Fu un successo. Ci mettevamo d’accordo con i gestori, mentre i clienti ne erano all’oscuro. Ci chiamavamo “i Mangiatori”. Poi siamo cresciuti, abbiamo modificato il tiro. Partiamo alla conquista del pubblico delle periferie, persino delle stazioni, come avviene a Melzo.

I nomi degli altri mangiatori?
Adesso ci chiamiamo “Il menu della poesia”. Con me ci sono Anna Charlotte Barbera, Mauro Bernardi, Matteo De Mojana, Angelo Di Genio, Marco Di Giorgio, Roberta Lanave, Valeria Perdonò, Alba Porto, Camilla Sandri e Vincenzo Zampa.

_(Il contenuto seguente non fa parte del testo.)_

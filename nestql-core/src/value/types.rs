//! Runtime type tags and static type facts.

use std::fmt;

use serde::{Deserialize, Serialize};

use super::Value;

/// The type tag of a runtime value.
#[derive(Debug, Clone, Copy, PartialEq, Eq, Hash, PartialOrd, Ord, Serialize, Deserialize)]
#[serde(rename_all = "snake_case")]
pub enum ValueType {
    Null,
    Missing,
    Bool,
    Int,
    Float,
    Decimal,
    Date,
    Time,
    TimeWithZone,
    Timestamp,
    Symbol,
    String,
    Clob,
    Blob,
    List,
    Sexp,
    Struct,
    Bag,
}

impl ValueType {
    pub fn is_unknown(self) -> bool {
        matches!(self, ValueType::Null | ValueType::Missing)
    }

    pub fn is_numeric(self) -> bool {
        matches!(self, ValueType::Int | ValueType::Float | ValueType::Decimal)
    }

    pub fn is_text(self) -> bool {
        matches!(self, ValueType::String | ValueType::Symbol)
    }

    pub fn is_sequence(self) -> bool {
        matches!(self, ValueType::List | ValueType::Sexp | ValueType::Bag)
    }

    pub fn name(self) -> &'static str {
        match self {
            ValueType::Null => "NULL",
            ValueType::Missing => "MISSING",
            ValueType::Bool => "BOOL",
            ValueType::Int => "INT",
            ValueType::Float => "FLOAT",
            ValueType::Decimal => "DECIMAL",
            ValueType::Date => "DATE",
            ValueType::Time => "TIME",
            ValueType::TimeWithZone => "TIME WITH TIME ZONE",
            ValueType::Timestamp => "TIMESTAMP",
            ValueType::Symbol => "SYMBOL",
            ValueType::String => "STRING",
            ValueType::Clob => "CLOB",
            ValueType::Blob => "BLOB",
            ValueType::List => "LIST",
            ValueType::Sexp => "SEXP",
            ValueType::Struct => "STRUCT",
            ValueType::Bag => "BAG",
        }
    }
}

impl fmt::Display for ValueType {
    fn fmt(&self, f: &mut fmt::Formatter<'_>) -> fmt::Result {
        f.write_str(self.name())
    }
}

/// Integer bit-width known from static analysis. Ordered narrowest first.
#[derive(Debug, Clone, Copy, PartialEq, Eq, Hash, PartialOrd, Ord, Serialize, Deserialize)]
#[serde(rename_all = "snake_case")]
pub enum IntWidth {
    Int2,
    Int4,
    Int8,
    /// No declared width; the runtime representation (64 bits) is the limit.
    Unconstrained,
}

impl IntWidth {
    pub fn min_value(self) -> i128 {
        match self {
            IntWidth::Int2 => i16::MIN as i128,
            IntWidth::Int4 => i32::MIN as i128,
            IntWidth::Int8 | IntWidth::Unconstrained => i64::MIN as i128,
        }
    }

    pub fn max_value(self) -> i128 {
        match self {
            IntWidth::Int2 => i16::MAX as i128,
            IntWidth::Int4 => i32::MAX as i128,
            IntWidth::Int8 | IntWidth::Unconstrained => i64::MAX as i128,
        }
    }

    pub fn contains(self, n: i128) -> bool {
        n >= self.min_value() && n <= self.max_value()
    }
}

impl fmt::Display for IntWidth {
    fn fmt(&self, f: &mut fmt::Formatter<'_>) -> fmt::Result {
        let s = match self {
            IntWidth::Int2 => "INT2",
            IntWidth::Int4 => "INT4",
            IntWidth::Int8 => "INT8",
            IntWidth::Unconstrained => "INT",
        };
        f.write_str(s)
    }
}

/// A statically inferred type, as attached to tree nodes by an external type pass.
#[derive(Debug, Clone, PartialEq, Eq, Serialize, Deserialize)]
#[serde(rename_all = "snake_case")]
pub enum StaticType {
    Any,
    Null,
    Missing,
    Bool,
    Int(IntWidth),
    Float,
    Decimal,
    Date,
    Time,
    TimeWithZone,
    Timestamp,
    Symbol,
    String,
    Clob,
    Blob,
    List,
    Sexp,
    Struct,
    Bag,
    AnyOf(Vec<StaticType>),
}

impl StaticType {
    /// Whether a runtime value conforms to this type.
    pub fn admits(&self, value: &Value) -> bool {
        let actual = value.value_type();
        match self {
            StaticType::Any => true,
            StaticType::AnyOf(types) => types.iter().any(|t| t.admits(value)),
            StaticType::Int(width) => match value.as_i64() {
                Some(n) if actual == ValueType::Int => width.contains(n as i128),
                _ => false,
            },
            other => other.value_type() == Some(actual),
        }
    }

    /// The widest integer width if every member of this type is an integer type.
    pub fn int_width(&self) -> Option<IntWidth> {
        match self {
            StaticType::Int(width) => Some(*width),
            StaticType::AnyOf(types) if !types.is_empty() => {
                let mut widest = IntWidth::Int2;
                for t in types {
                    widest = widest.max(t.int_width()?);
                }
                Some(widest)
            }
            _ => None,
        }
    }

    fn value_type(&self) -> Option<ValueType> {
        Some(match self {
            StaticType::Any | StaticType::AnyOf(_) => return None,
            StaticType::Null => ValueType::Null,
            StaticType::Missing => ValueType::Missing,
            StaticType::Bool => ValueType::Bool,
            StaticType::Int(_) => ValueType::Int,
            StaticType::Float => ValueType::Float,
            StaticType::Decimal => ValueType::Decimal,
            StaticType::Date => ValueType::Date,
            StaticType::Time => ValueType::Time,
            StaticType::TimeWithZone => ValueType::TimeWithZone,
            StaticType::Timestamp => ValueType::Timestamp,
            StaticType::Symbol => ValueType::Symbol,
            StaticType::String => ValueType::String,
            StaticType::Clob => ValueType::Clob,
            StaticType::Blob => ValueType::Blob,
            StaticType::List => ValueType::List,
            StaticType::Sexp => ValueType::Sexp,
            StaticType::Struct => ValueType::Struct,
            StaticType::Bag => ValueType::Bag,
        })
    }
}

impl fmt::Display for StaticType {
    fn fmt(&self, f: &mut fmt::Formatter<'_>) -> fmt::Result {
        match self {
            StaticType::Any => f.write_str("ANY"),
            StaticType::Int(width) => write!(f, "{}", width),
            StaticType::AnyOf(types) => {
                let parts: Vec<String> = types.iter().map(|t| t.to_string()).collect();
                write!(f, "UNION({})", parts.join(", "))
            }
            other => match other.value_type() {
                Some(t) => write!(f, "{}", t),
                None => f.write_str("ANY"),
            },
        }
    }
}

Ci sono altre esperienze simili: dal “Pranzo d’artista” di Alkaest, dove gli attori catapultano il pubblico in una cena quasi a sorpresa, mentre narrano “Il pranzo di Babette”, alle Ariette, che durante lo spettacolo preparano la polenta che serviranno al pubblico dopo l’epilogo. Davide Lorenzo Palla racconta Shakespeare nelle sue “Tournée da bar” in posti affollati ed entusiasti, e anche a Torino il connubio cibo e teatro è vincente. Qual è la vostra peculiarità?
Noi non facciamo con il pubblico un patto a priori. Offriamo una sorta di servizio, creiamo sul momento con ogni spettatore un’intesa che si può sciogliere in qualunque momento. Lo spettatore, o meglio l’avventore, può chiederci una, nessuna, dieci poesie. È liberissimo anche di non considerarci.

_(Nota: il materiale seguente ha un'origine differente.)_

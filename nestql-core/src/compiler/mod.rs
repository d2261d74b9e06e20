//! Compiler from query trees to reusable thunks.
//!
//! The typing mode picks a [`ThunkFactory`] once per compilation; every node is
//! compiled exactly once into a closure carrying that factory's failure policy.
//! A compiled query can be evaluated many times and from many threads.

mod aggregate;
mod arith;
mod expr;
mod helpers;
mod query;
mod thunk;

use std::sync::Arc;

pub use thunk::{
    LogicalOp, PermissiveThunkFactory, StrictThunkFactory, Thunk, ThunkEnvValue,
    ThunkEnvValueList, ThunkFactory,
};

use crate::ast::{Expr, ExprKind};
use crate::bindings::{BindingName, Bindings, EmptyBindings};
use crate::env::{Environment, Session};
use crate::error::EvalResult;
use crate::options::{CompileOptions, TypingMode};
use crate::value::{IntWidth, StaticType, Value};

/// A compiled query tree.
#[derive(Clone)]
pub struct CompiledQuery {
    thunk: Thunk,
    options: Arc<CompileOptions>,
}

impl CompiledQuery {
    /// Evaluate against a session. Collections in the result may be deferred;
    /// iterate or [`Value::force`] them to run the remaining pipeline.
    pub fn evaluate(&self, session: &Arc<Session>) -> EvalResult<Value> {
        session.cancellation().check()?;
        self.thunk.eval(&Environment::new(session.clone()))
    }

    /// Evaluate and materialize every nested collection.
    pub fn evaluate_forced(&self, session: &Arc<Session>) -> EvalResult<Value> {
        let value = self.evaluate(session)?;
        value.force()?;
        Ok(value)
    }

    pub fn options(&self) -> &CompileOptions {
        &self.options
    }
}

/// Compile `expr` with no statically known global types.
pub fn compile(options: Arc<CompileOptions>, expr: &Expr) -> EvalResult<CompiledQuery> {
    compile_with_types(options, Arc::new(EmptyBindings), expr)
}

/// Compile `expr`, using `global_types` to infer integer widths of global variables.
pub fn compile_with_types(
    options: Arc<CompileOptions>,
    global_types: Arc<dyn Bindings<StaticType>>,
    expr: &Expr,
) -> EvalResult<CompiledQuery> {
    tracing::debug!(typing_mode = ?options.typing_mode, "compiling query");
    let thunk = match options.typing_mode {
        TypingMode::Legacy => {
            Compiler::new(StrictThunkFactory, options.clone(), global_types).compile_root(expr)?
        }
        TypingMode::Permissive => {
            Compiler::new(PermissiveThunkFactory, options.clone(), global_types)
                .compile_root(expr)?
        }
    };
    tracing::debug!("query compiled");
    Ok(CompiledQuery { thunk, options })
}

/// Where aggregate calls may appear in the expression being compiled.
#[derive(Debug, Clone, Copy, PartialEq, Eq, Default)]
pub(crate) enum AggContext {
    #[default]
    Forbidden,
    Allowed,
    InsideAggregate,
}

/// Post-grouping visibility: FROM/LET variables are hidden unless regrouped.
pub(crate) struct GroupScope {
    hidden: Vec<String>,
    /// Scope aggregate arguments are compiled in, one member row at a time.
    rows: Scope,
}

/// Compile-time view of the names a node can see.
#[derive(Clone, Default)]
pub(crate) struct Scope {
    locals: Vec<String>,
    in_from_source: bool,
    aggregates: AggContext,
    group: Option<Arc<GroupScope>>,
}

impl Scope {
    fn with_locals<I, S>(&self, names: I) -> Scope
    where
        I: IntoIterator<Item = S>,
        S: Into<String>,
    {
        let mut scope = self.clone();
        scope.locals.extend(names.into_iter().map(Into::into));
        scope
    }

    fn binds(&self, name: &BindingName) -> bool {
        self.locals.iter().any(|local| name.matches(local))
    }

    fn hidden_by_group(&self, name: &BindingName) -> bool {
        match &self.group {
            Some(group) => !self.binds(name) && group.hidden.iter().any(|h| name.matches(h)),
            None => false,
        }
    }

    fn from_source(&self) -> Scope {
        Scope {
            in_from_source: true,
            ..self.clone()
        }
    }

    fn expression(&self) -> Scope {
        Scope {
            in_from_source: false,
            ..self.clone()
        }
    }

    fn aggregates(&self, aggregates: AggContext) -> Scope {
        Scope {
            aggregates,
            ..self.clone()
        }
    }
}

pub(crate) struct Compiler<F: ThunkFactory> {
    factory: F,
    options: Arc<CompileOptions>,
    global_types: Arc<dyn Bindings<StaticType>>,
}

impl<F: ThunkFactory> Compiler<F> {
    fn new(
        factory: F,
        options: Arc<CompileOptions>,
        global_types: Arc<dyn Bindings<StaticType>>,
    ) -> Self {
        Self {
            factory,
            options,
            global_types,
        }
    }

    fn compile_root(&self, expr: &Expr) -> EvalResult<Thunk> {
        self.compile_expr(expr, &Scope::default())
    }

    /// Statically known integer width of an operand, if any.
    fn int_width(&self, expr: &Expr, scope: &Scope) -> Option<IntWidth> {
        if let Some(ty) = &expr.meta.static_type {
            return ty.int_width();
        }
        match &expr.kind {
            ExprKind::Var { name, case, .. } => {
                let name = BindingName::new(name.clone(), *case);
                if scope.binds(&name) {
                    return None;
                }
                self.global_types
                    .get(&name)
                    .ok()
                    .flatten()
                    .and_then(|ty| ty.int_width())
            }
            _ => None,
        }
    }

    /// Widest width over all operands, known only when every operand has one.
    fn operands_width(&self, operands: &[Expr], scope: &Scope) -> Option<IntWidth> {
        operands
            .iter()
            .map(|e| self.int_width(e, scope))
            .collect::<Option<Vec<_>>>()
            .and_then(|widths| widths.into_iter().max())
    }
}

Siete una sorta di juke-box dei versi.
Tentiamo di rompere in maniera meno “canonica” la quarta parete. La nostra sfida è di conquistare chi magari durante i pasti guarda la tv passivamente, abituato a quel rumorio di sottofondo. La scelta è varia, prova a soddisfare i gusti di tutti i clienti: da Dante e Shakespeare a Sanguineti e Fosco Maraini, passando per Brecht e Bukowski, fino alla poesia dialettale di Totò, De Filippo e Trilussa.

Avete velleità educative?
Intendiamo far notare allo spettatore che ha davanti a sé una persona viva, non una presenza virtuale: l’attore per recitare bene ha bisogno della sua attenzione e collaborazione. Operiamo in maniera rispettosa, differenziando il nostro intervento in base all’occasione, alla tipologia del cliente e del luogo.

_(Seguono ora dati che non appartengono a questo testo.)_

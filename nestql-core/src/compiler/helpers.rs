//! Value-level operator helpers used by compiled thunks.
//!
//! - compare: comparison operators over known operands
//! - like_regex / like_match: LIKE pattern translation and matching
//! - InList / in_collection: IN membership (precomputed and runtime forms)
//! - cast: CAST conversions
//! - is_type: IS [NOT] type tests

use std::cmp::Ordering;
use std::str::FromStr;

use bigdecimal::BigDecimal;
use num_traits::Zero;
use regex::Regex;

use super::arith::truncate_decimal;
use crate::ast::{CastTarget, NAryOp};
use crate::error::{ErrorKind, EvalError, EvalResult};
use crate::value::{
    comparable, sql_eq, total_cmp, try_binary_search_by, try_sort_by, Value, ValueType,
};

const MAX_LIKE_PATTERN_LEN: usize = 1000;

/// Comparison of two known operands.
pub fn compare(op: NAryOp, a: &Value, b: &Value) -> EvalResult<Value> {
    match op {
        NAryOp::Eq => Ok(Value::Bool(sql_eq(a, b)? == Some(true))),
        NAryOp::Ne => Ok(Value::Bool(sql_eq(a, b)? != Some(true))),
        _ => {
            if !comparable(a, b) {
                return Err(EvalError::type_mismatch(
                    op.symbol(),
                    format!("a value comparable with {}", a.value_type()),
                    b,
                ));
            }
            let ord = total_cmp(a, b)?;
            let result = match op {
                NAryOp::Lt => ord == Ordering::Less,
                NAryOp::Le => ord != Ordering::Greater,
                NAryOp::Gt => ord == Ordering::Greater,
                NAryOp::Ge => ord != Ordering::Less,
                _ => false,
            };
            Ok(Value::Bool(result))
        }
    }
}

/// `lo <= x AND x <= hi` over known operands.
pub fn between(x: &Value, lo: &Value, hi: &Value) -> EvalResult<Value> {
    let low = compare(NAryOp::Ge, x, lo)?;
    let high = compare(NAryOp::Le, x, hi)?;
    Ok(Value::Bool(low.as_bool() == Some(true) && high.as_bool() == Some(true)))
}

pub fn not(v: &Value) -> EvalResult<Value> {
    match v.as_bool() {
        Some(b) => Ok(Value::Bool(!b)),
        None => Err(EvalError::type_mismatch("NOT", "BOOL", v)),
    }
}

pub fn concat(a: &Value, b: &Value) -> EvalResult<Value> {
    match (a.as_text(), b.as_text()) {
        (Some(x), Some(y)) => Ok(Value::String(format!("{}{}", x, y))),
        (None, _) => Err(EvalError::type_mismatch("||", "text", a)),
        (_, None) => Err(EvalError::type_mismatch("||", "text", b)),
    }
}

fn invalid_pattern(pattern: &str, reason: impl Into<String>) -> EvalError {
    EvalError::new(ErrorKind::InvalidLikePattern {
        pattern: pattern.to_string(),
        reason: reason.into(),
    })
}

/// Translate a LIKE pattern into an anchored regex. `%` matches any run of
/// characters and `_` exactly one; the escape character quotes the next one.
pub fn like_regex(pattern: &str, escape: Option<&str>) -> EvalResult<Regex> {
    if pattern.len() > MAX_LIKE_PATTERN_LEN {
        return Err(invalid_pattern(pattern, "pattern too long"));
    }
    let escape = match escape {
        None => None,
        Some(e) => {
            let mut chars = e.chars();
            match (chars.next(), chars.next()) {
                (Some(c), None) => Some(c),
                _ => return Err(invalid_pattern(pattern, "escape must be a single character")),
            }
        }
    };

    let mut regex_pattern = String::from("(?s)^");
    let mut chars = pattern.chars();
    while let Some(c) = chars.next() {
        if Some(c) == escape {
            match chars.next() {
                Some(next) if next == '%' || next == '_' || Some(next) == escape => {
                    regex_pattern.push_str(&regex::escape(&next.to_string()));
                }
                _ => return Err(invalid_pattern(pattern, "escape must precede %, _ or itself")),
            }
            continue;
        }
        match c {
            '%' => regex_pattern.push_str(".*"),
            '_' => regex_pattern.push('.'),
            other => regex_pattern.push_str(&regex::escape(&other.to_string())),
        }
    }
    regex_pattern.push('$');

    Regex::new(&regex_pattern).map_err(|e| invalid_pattern(pattern, e.to_string()))
}

pub fn like_match(value: &Value, regex: &Regex) -> EvalResult<Value> {
    match value.as_text() {
        Some(s) => Ok(Value::Bool(regex.is_match(s))),
        None => Err(EvalError::type_mismatch("LIKE", "text", value)),
    }
}

/// Text of a LIKE pattern or escape operand.
pub fn like_text<'a>(v: &'a Value) -> EvalResult<&'a str> {
    v.as_text()
        .ok_or_else(|| EvalError::type_mismatch("LIKE", "text", v))
}

/// Membership test against a right operand precomputed from known literals.
#[derive(Debug, Clone)]
pub struct InList {
    sorted: Vec<Value>,
    has_unknown: bool,
}

impl InList {
    pub fn new(values: Vec<Value>) -> EvalResult<Self> {
        let has_unknown = values.iter().any(Value::is_unknown);
        let mut sorted: Vec<Value> = values.into_iter().filter(|v| !v.is_unknown()).collect();
        try_sort_by(&mut sorted, Value::force, total_cmp)?;
        Ok(Self {
            sorted,
            has_unknown,
        })
    }

    /// `needle` must be known.
    pub fn contains(&self, needle: &Value) -> EvalResult<Value> {
        needle.force()?;
        Ok(
            if try_binary_search_by(&self.sorted, |v| total_cmp(v, needle))?.is_ok() {
                Value::Bool(true)
            } else if self.has_unknown {
                Value::Null
            } else {
                Value::Bool(false)
            },
        )
    }
}

/// Membership test against a runtime collection. Both operands must be known.
pub fn in_collection(needle: &Value, haystack: &Value) -> EvalResult<Value> {
    let elements = match haystack.as_seq() {
        Some(seq) => seq.iter(),
        None => return Err(EvalError::type_mismatch("IN", "a collection", haystack)),
    };
    let mut saw_unknown = false;
    for element in elements {
        match sql_eq(needle, &element?)? {
            Some(true) => return Ok(Value::Bool(true)),
            Some(false) => {}
            None => saw_unknown = true,
        }
    }
    Ok(if saw_unknown {
        Value::Null
    } else {
        Value::Bool(false)
    })
}

/// Negate a membership or LIKE result; unknown stays unknown.
pub fn negate_bool(v: Value) -> Value {
    match v.as_bool() {
        Some(b) => Value::Bool(!b),
        None => v,
    }
}

/// IS [NOT] type test. `MISSING IS NULL` holds.
pub fn is_type(v: &Value, ty: ValueType) -> bool {
    match ty {
        ValueType::Null => v.is_unknown(),
        ValueType::Missing => v.is_missing(),
        other => v.value_type() == other,
    }
}

fn cast_failed(v: &Value, to: CastTarget) -> EvalError {
    EvalError::new(ErrorKind::CastFailed {
        from: v.value_type(),
        to: to.value_type(),
    })
}

/// CAST of a known value.
pub fn cast(v: &Value, to: CastTarget) -> EvalResult<Value> {
    let fail = || cast_failed(v, to);
    let v = v.content();
    match to {
        CastTarget::Bool => match v {
            Value::Bool(b) => Ok(Value::Bool(*b)),
            Value::Int(n) => Ok(Value::Bool(*n != 0)),
            Value::Float(f) => Ok(Value::Bool(*f != 0.0)),
            Value::Decimal(d) => Ok(Value::Bool(!d.is_zero())),
            _ => match v.as_text().map(|s| s.trim().to_ascii_lowercase()) {
                Some(s) if s == "true" => Ok(Value::Bool(true)),
                Some(s) if s == "false" => Ok(Value::Bool(false)),
                _ => Err(fail()),
            },
        },
        CastTarget::Int => match v {
            Value::Int(n) => Ok(Value::Int(*n)),
            Value::Bool(b) => Ok(Value::Int(*b as i64)),
            Value::Float(f) if f.is_finite() => {
                let t = f.trunc();
                if t >= i64::MIN as f64 && t < i64::MAX as f64 {
                    Ok(Value::Int(t as i64))
                } else {
                    Err(fail())
                }
            }
            Value::Decimal(d) => truncate_decimal(d).map(Value::Int).ok_or_else(fail),
            _ => match v.as_text() {
                Some(s) => s.trim().parse::<i64>().map(Value::Int).map_err(|_| fail()),
                None => Err(fail()),
            },
        },
        CastTarget::Float => match v {
            Value::Bool(b) => Ok(Value::Float(if *b { 1.0 } else { 0.0 })),
            Value::Int(_) | Value::Float(_) | Value::Decimal(_) => {
                v.as_f64().map(Value::Float).ok_or_else(fail)
            }
            _ => match v.as_text() {
                Some(s) => s.trim().parse::<f64>().map(Value::Float).map_err(|_| fail()),
                None => Err(fail()),
            },
        },
        CastTarget::Decimal => match v {
            Value::Bool(b) => Ok(Value::Decimal(BigDecimal::from(*b as i64))),
            Value::Int(_) | Value::Float(_) | Value::Decimal(_) => {
                v.as_decimal().map(Value::Decimal).ok_or_else(fail)
            }
            _ => match v.as_text() {
                Some(s) => BigDecimal::from_str(s.trim())
                    .map(Value::Decimal)
                    .map_err(|_| fail()),
                None => Err(fail()),
            },
        },
        CastTarget::String | CastTarget::Symbol => {
            let text = match v {
                Value::String(s) | Value::Symbol(s) => s.clone(),
                Value::Bool(b) => b.to_string(),
                Value::Int(n) => n.to_string(),
                Value::Float(f) => float_text(*f),
                Value::Decimal(d) => d.to_string(),
                Value::Date(d) => d.to_string(),
                Value::Time(t) => t.to_string(),
                Value::Timestamp(ts) => ts.to_rfc3339(),
                _ => return Err(fail()),
            };
            Ok(if to == CastTarget::String {
                Value::String(text)
            } else {
                Value::Symbol(text)
            })
        }
    }
}

fn float_text(f: f64) -> String {
    if f.is_nan() {
        "nan".to_string()
    } else if f == f64::INFINITY {
        "+inf".to_string()
    } else if f == f64::NEG_INFINITY {
        "-inf".to_string()
    } else {
        format!("{:?}", f)
    }
}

Al bistrot dell’Elfo, però, trovate un pubblico preparato.
Ma c’è lo stesso un ribaltamento rispetto alle consuetudini: il menu culinario è già impostato, mentre l’avventore sceglie quali poesie farsi recitare. Il progetto ha varie declinazioni a seconda dei luoghi dove il cibo è protagonista. Ristoranti, bistrot eleganti, ma anche chioschi, bar e buffet. Gli attori/camerieri provano a cogliere il clima della serata, e operano una scelta tematica ad hoc. Una cena romantica, una pizza tra amici, una convention aziendale, una cerimonia privata o semplicemente una pausa caffè: qualsiasi evento in cui la cultura diventi un’esperienza conviviale.

Qual è il vostro spettatore ideale?
Il curioso, che si pone in attesa che qualcosa accada. Abbiamo per lo più riscontri positivi. Nove spettatori su dieci reagiscono con entusiasmo, indipendentemente da livello socio-economico, abitudini culturali o età.

Cosa vi insegna questa’esperienza?
La consapevolezza che l’attenzione e l’apprezzamento del pubblico non sono un a priori, ma vanno conquistati attimo per attimo. L’interazione con lo spettatore e il monitoraggio delle reazioni devono essere costanti. Avere davanti una coppia che ha appena litigato è diverso che confrontarsi con un quartetto di simpaticoni.

I prossimi appuntamenti?
Il 18 settembre saremo al Festival del Franciacorta in Cantina. Il 19 e 20 novembre a BookCity. Ma anche durante l’estate il “Menu della poesia” sarà presente in oltre una ventina di eventi privati, tra feste, matrimoni e ristoranti.